Un jour de printemps, une lettre m'arriva qui me fit battre le cœur à grands coups. Je la lus plusieurs fois dans ma chambre. Mark allait venir à Paris. Il comptait passer plusieurs mois en France et je pouvais m'attendre à le voir au début de juillet. J'eus l'impression subite qu'il était devant moi et que j'entendais sa voix en lisant les phrases de cette lettre. Sans doute porterait-il son costume marron et sa chemise assez largement ouverte pour laisser voir son cou rond, lisse et blanc. Le désordre qui se fit dans ma tête, je ne peux plus que l'imaginer, mais je me souviens qu'il me fallut du temps pour me remettre et que la journée se perdit en rêves.
A présent, j'étais sûr que je trouverais le courage de lui avouer mon amour. Il apportait une lumière dans ma vie. Désormais je ne courrais plus. Il me guérirait du vice, il me sauverait. Je lui écrivis une lettre, mais elle était délirante et je la mis de côté. Une autre plus calme, plus raisonnable, me parut froide et fut déchirée. Après une dizaine de brouillons, je produisis une page d'un ton cordial et viril que je jugeai idiote et qui partit néanmoins. Comment saurait-il que j'avais moulé l'adresse et particulièrement son nom avec un soin frénétique, si ces mots peuvent s'allier, et que j'avais porté l'enveloppe à ma bouche et à mon cœur plus de fois que je n'aurais osé dire ?
Il y avait, hélas ! une ombre sur tout cela. Mark ne venait pas seul. Je connaissais à peine son compagnon. Comment ferais-je pour l'éloigner? Je ne pouvais espérer qu'en mon étoile. Or, je croyais en elle avec force.

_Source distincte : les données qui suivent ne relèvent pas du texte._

//! Window management using winit

use std::sync::Arc;
use winit::{
    dpi::PhysicalSize,
    event::{Event, WindowEvent},
    event_loop::{ControlFlow, EventLoop, EventLoopWindowTarget},
    window::{Window as WinitWindow, WindowBuilder},
};

use crate::backend::WgpuBackend;
use crate::engine::Engine;
use crate::error::{EngineError, EngineResult};
use crate::scene::Scene;
use crate::EngineConfig;

/// Wrapper around winit window with additional state
pub struct Window {
    window: Arc<WinitWindow>,
    width: u32,
    height: u32,
    resized: bool,
    close_requested: bool,
}

impl Window {
    /// Create a new window with the given title and dimensions
    pub fn new(event_loop: &EventLoop<()>, title: &str, width: u32, height: u32) -> EngineResult<Self> {
        let window = WindowBuilder::new()
            .with_title(title)
            .with_inner_size(PhysicalSize::new(width, height))
            .build(event_loop)
            .map_err(|e| EngineError::InitializationFailure(format!("window creation: {}", e)))?;
        let size = window.inner_size();

        Ok(Self {
            window: Arc::new(window),
            width: size.width,
            height: size.height,
            resized: false,
            close_requested: false,
        })
    }

    /// Get arc reference to window, used as the wgpu surface target
    pub fn window_arc(&self) -> Arc<WinitWindow> {
        Arc::clone(&self.window)
    }

    /// Current inner size in physical pixels
    pub fn dimensions(&self) -> (u32, u32) {
        (self.width, self.height)
    }

    pub fn is_minimized(&self) -> bool {
        self.width == 0 || self.height == 0
    }

    /// Check if window was resized since last frame
    pub fn was_resized(&self) -> bool {
        self.resized
    }

    pub fn clear_resize_flag(&mut self) {
        self.resized = false;
    }

    pub fn should_close(&self) -> bool {
        self.close_requested
    }

    /// Track size and close requests
    pub fn handle_event(&mut self, event: &WindowEvent) {
        match event {
            WindowEvent::Resized(size) => {
                self.width = size.width;
                self.height = size.height;
                self.resized = true;
            }
            WindowEvent::CloseRequested => {
                self.close_requested = true;
            }
            _ => {}
        }
    }

    pub fn request_redraw(&self) {
        self.window.request_redraw();
    }
}

/// Open a window, load `scene` and tick the engine until the window closes.
///
/// Window events feed the engine's input state; resizes are applied before
/// the next tick. The scene is unloaded and the renderer shut down on close.
pub fn run(config: EngineConfig, scene: Scene) -> EngineResult<()> {
    let event_loop = EventLoop::new()
        .map_err(|e| EngineError::InitializationFailure(format!("event loop: {}", e)))?;
    let mut window = Window::new(&event_loop, &config.title, config.width, config.height)?;

    let mut engine: Engine<WgpuBackend> = Engine::new(config.render.clone());
    let (width, height) = window.dimensions();
    engine.initialize(window.window_arc(), width.max(1), height.max(1))?;
    engine.load_scene(scene)?;

    event_loop
        .run(move |event, elwt: &EventLoopWindowTarget<()>| {
            elwt.set_control_flow(ControlFlow::Poll);

            match event {
                Event::WindowEvent { event, .. } => {
                    engine.context_mut().input.handle_window_event(&event);
                    window.handle_event(&event);

                    match event {
                        WindowEvent::CloseRequested => {
                            engine.shutdown();
                            elwt.exit();
                        }
                        WindowEvent::RedrawRequested => {
                            if window.was_resized() {
                                let (width, height) = window.dimensions();
                                engine.resize(width, height);
                                window.clear_resize_flag();
                            }
                            if window.is_minimized() {
                                engine.idle();
                            } else {
                                engine.tick();
                            }
                        }
                        _ => {}
                    }
                }
                Event::AboutToWait => {
                    if !window.should_close() {
                        window.request_redraw();
                    }
                }
                _ => {}
            }
        })
        .map_err(|e| EngineError::InitializationFailure(format!("event loop: {}", e)))
}
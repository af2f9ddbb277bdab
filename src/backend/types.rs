//! Common types shared between backends

use bytemuck::{Pod, Zeroable};
use glam::{Vec2, Vec3, Vec4};

/// Texture format enumeration
#[derive(Debug, Clone, Copy, PartialEq, Eq, Hash)]
pub enum TextureFormat {
    Rgba8Unorm,
    Rgba8UnormSrgb,
    Bgra8Unorm,
    Bgra8UnormSrgb,
    Depth32Float,
    Depth24PlusStencil8,
}

impl TextureFormat {
    pub fn is_depth(&self) -> bool {
        matches!(
            self,
            TextureFormat::Depth32Float | TextureFormat::Depth24PlusStencil8
        )
    }

    pub fn has_stencil(&self) -> bool {
        matches!(self, TextureFormat::Depth24PlusStencil8)
    }
}

/// Texture usage flags
#[derive(Debug, Clone, Copy, PartialEq, Eq)]
pub struct TextureUsage(u32);

impl TextureUsage {
    pub const COPY_SRC: Self = Self(1 << 0);
    pub const COPY_DST: Self = Self(1 << 1);
    pub const TEXTURE_BINDING: Self = Self(1 << 2);
    pub const RENDER_ATTACHMENT: Self = Self(1 << 4);

    pub fn contains(&self, other: Self) -> bool {
        (self.0 & other.0) == other.0
    }
}

impl std::ops::BitOr for TextureUsage {
    type Output = Self;
    fn bitor(self, rhs: Self) -> Self::Output {
        Self(self.0 | rhs.0)
    }
}

/// Buffer usage flags
#[derive(Debug, Clone, Copy, PartialEq, Eq)]
pub struct BufferUsage(u32);

impl BufferUsage {
    pub const COPY_DST: Self = Self(1 << 3);
    pub const INDEX: Self = Self(1 << 4);
    pub const VERTEX: Self = Self(1 << 5);
    pub const UNIFORM: Self = Self(1 << 6);

    pub fn contains(&self, other: Self) -> bool {
        (self.0 & other.0) == other.0
    }

    pub fn bits(&self) -> u32 {
        self.0
    }
}

impl std::ops::BitOr for BufferUsage {
    type Output = Self;
    fn bitor(self, rhs: Self) -> Self::Output {
        Self(self.0 | rhs.0)
    }
}

/// Texture descriptor
#[derive(Debug, Clone)]
pub struct TextureDescriptor {
    pub label: Option<String>,
    pub width: u32,
    pub height: u32,
    pub sample_count: u32,
    pub format: TextureFormat,
    pub usage: TextureUsage,
}

impl Default for TextureDescriptor {
    fn default() -> Self {
        Self {
            label: None,
            width: 1,
            height: 1,
            sample_count: 1,
            format: TextureFormat::Rgba8Unorm,
            usage: TextureUsage::TEXTURE_BINDING | TextureUsage::COPY_DST,
        }
    }
}

/// Buffer descriptor
#[derive(Debug, Clone)]
pub struct BufferDescriptor {
    pub label: Option<String>,
    pub size: u64,
    pub usage: BufferUsage,
}

/// Vertex attribute format
#[derive(Debug, Clone, Copy, PartialEq, Eq)]
pub enum VertexFormat {
    Float32x2,
    Float32x3,
    Float32x4,
}

impl VertexFormat {
    pub fn size(&self) -> u64 {
        match self {
            VertexFormat::Float32x2 => 8,
            VertexFormat::Float32x3 => 12,
            VertexFormat::Float32x4 => 16,
        }
    }
}

/// Vertex attribute description
#[derive(Debug, Clone)]
pub struct VertexAttribute {
    pub location: u32,
    pub format: VertexFormat,
    pub offset: u64,
}

/// Vertex buffer layout
#[derive(Debug, Clone)]
pub struct VertexBufferLayout {
    pub array_stride: u64,
    pub attributes: Vec<VertexAttribute>,
}

/// Standard vertex with position, normal, UV and vertex color
#[repr(C)]
#[derive(Debug, Clone, Copy, PartialEq, Pod, Zeroable)]
pub struct Vertex {
    pub position: Vec3,
    pub normal: Vec3,
    pub uv: Vec2,
    pub color: Vec4,
}

impl Vertex {
    pub fn new(position: Vec3, normal: Vec3, uv: Vec2) -> Self {
        Self {
            position,
            normal,
            uv,
            color: Vec4::ONE,
        }
    }

    pub fn layout() -> VertexBufferLayout {
        let formats = [
            VertexFormat::Float32x3,
            VertexFormat::Float32x3,
            VertexFormat::Float32x2,
            VertexFormat::Float32x4,
        ];

        let mut offset = 0;
        let attributes = formats
            .iter()
            .enumerate()
            .map(|(location, format)| {
                let attribute = VertexAttribute {
                    location: location as u32,
                    format: *format,
                    offset,
                };
                offset += format.size();
                attribute
            })
            .collect();

        VertexBufferLayout {
            array_stride: std::mem::size_of::<Self>() as u64,
            attributes,
        }
    }
}

/// Primitive topology
#[derive(Debug, Clone, Copy, PartialEq, Eq)]
pub enum PrimitiveTopology {
    LineList,
    TriangleList,
}

/// Front face winding
#[derive(Debug, Clone, Copy, PartialEq, Eq)]
pub enum FrontFace {
    Ccw,
    Cw,
}

/// Cull mode
#[derive(Debug, Clone, Copy, PartialEq, Eq)]
pub enum CullMode {
    None,
    Front,
    Back,
}

/// Polygon fill mode
#[derive(Debug, Clone, Copy, PartialEq, Eq)]
pub enum PolygonMode {
    Fill,
    Line,
}

/// Rasterizer state baked into a pipeline
#[derive(Debug, Clone, Copy, PartialEq, Eq)]
pub struct RasterState {
    pub front_face: FrontFace,
    pub cull_mode: CullMode,
    pub polygon_mode: PolygonMode,
}

impl RasterState {
    /// Solid fill, back faces culled, clockwise front faces (left-handed winding)
    pub fn solid() -> Self {
        Self {
            front_face: FrontFace::Cw,
            cull_mode: CullMode::Back,
            polygon_mode: PolygonMode::Fill,
        }
    }

    pub fn wireframe() -> Self {
        Self {
            polygon_mode: PolygonMode::Line,
            ..Self::solid()
        }
    }
}

/// Compare function for depth/stencil
#[derive(Debug, Clone, Copy, PartialEq, Eq)]
pub enum CompareFunction {
    Never,
    Less,
    LessEqual,
    Always,
}

/// Blend factor
#[derive(Debug, Clone, Copy, PartialEq, Eq)]
pub enum BlendFactor {
    Zero,
    One,
    SrcAlpha,
    OneMinusSrcAlpha,
}

/// Blend operation
#[derive(Debug, Clone, Copy, PartialEq, Eq)]
pub enum BlendOperation {
    Add,
}

/// Blend component state
#[derive(Debug, Clone, Copy, PartialEq, Eq)]
pub struct BlendComponent {
    pub src_factor: BlendFactor,
    pub dst_factor: BlendFactor,
    pub operation: BlendOperation,
}

impl Default for BlendComponent {
    fn default() -> Self {
        Self {
            src_factor: BlendFactor::One,
            dst_factor: BlendFactor::Zero,
            operation: BlendOperation::Add,
        }
    }
}

/// Blend state
#[derive(Debug, Clone, Copy, PartialEq, Eq)]
pub struct BlendState {
    pub color: BlendComponent,
    pub alpha: BlendComponent,
}

impl BlendState {
    /// Straight alpha blending for color, alpha written as-is
    pub fn alpha_blending() -> Self {
        Self {
            color: BlendComponent {
                src_factor: BlendFactor::SrcAlpha,
                dst_factor: BlendFactor::OneMinusSrcAlpha,
                operation: BlendOperation::Add,
            },
            alpha: BlendComponent::default(),
        }
    }
}

/// Filter mode for samplers
#[derive(Debug, Clone, Copy, PartialEq, Eq)]
pub enum FilterMode {
    Nearest,
    Linear,
}

/// Address mode for samplers
#[derive(Debug, Clone, Copy, PartialEq, Eq)]
pub enum AddressMode {
    ClampToEdge,
    Repeat,
}

/// Sampler descriptor
#[derive(Debug, Clone)]
pub struct SamplerDescriptor {
    pub label: Option<String>,
    pub mag_filter: FilterMode,
    pub min_filter: FilterMode,
    pub mipmap_filter: FilterMode,
    pub address_mode: AddressMode,
}

impl Default for SamplerDescriptor {
    fn default() -> Self {
        Self {
            label: None,
            mag_filter: FilterMode::Linear,
            min_filter: FilterMode::Linear,
            mipmap_filter: FilterMode::Linear,
            address_mode: AddressMode::ClampToEdge,
        }
    }
}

Ce style et ces sentiments un peu surannés avaient, à l'époque, une très grande force sur moi. Aujourd'hui, c'est avec émotion que je retrouve ces sentiments perdus. En relisant ces lignes, je me dis qu'il y a une forme de fidélité à soi-même à travers le temps. J'aime aussi que le hasard qui m'a fait croiser ce bel exemplaire de Jeunesse, soit pour moi l'occasion de rouvrir ces pages que je n'ai pas lues depuis cet été de ma propre jeunesse.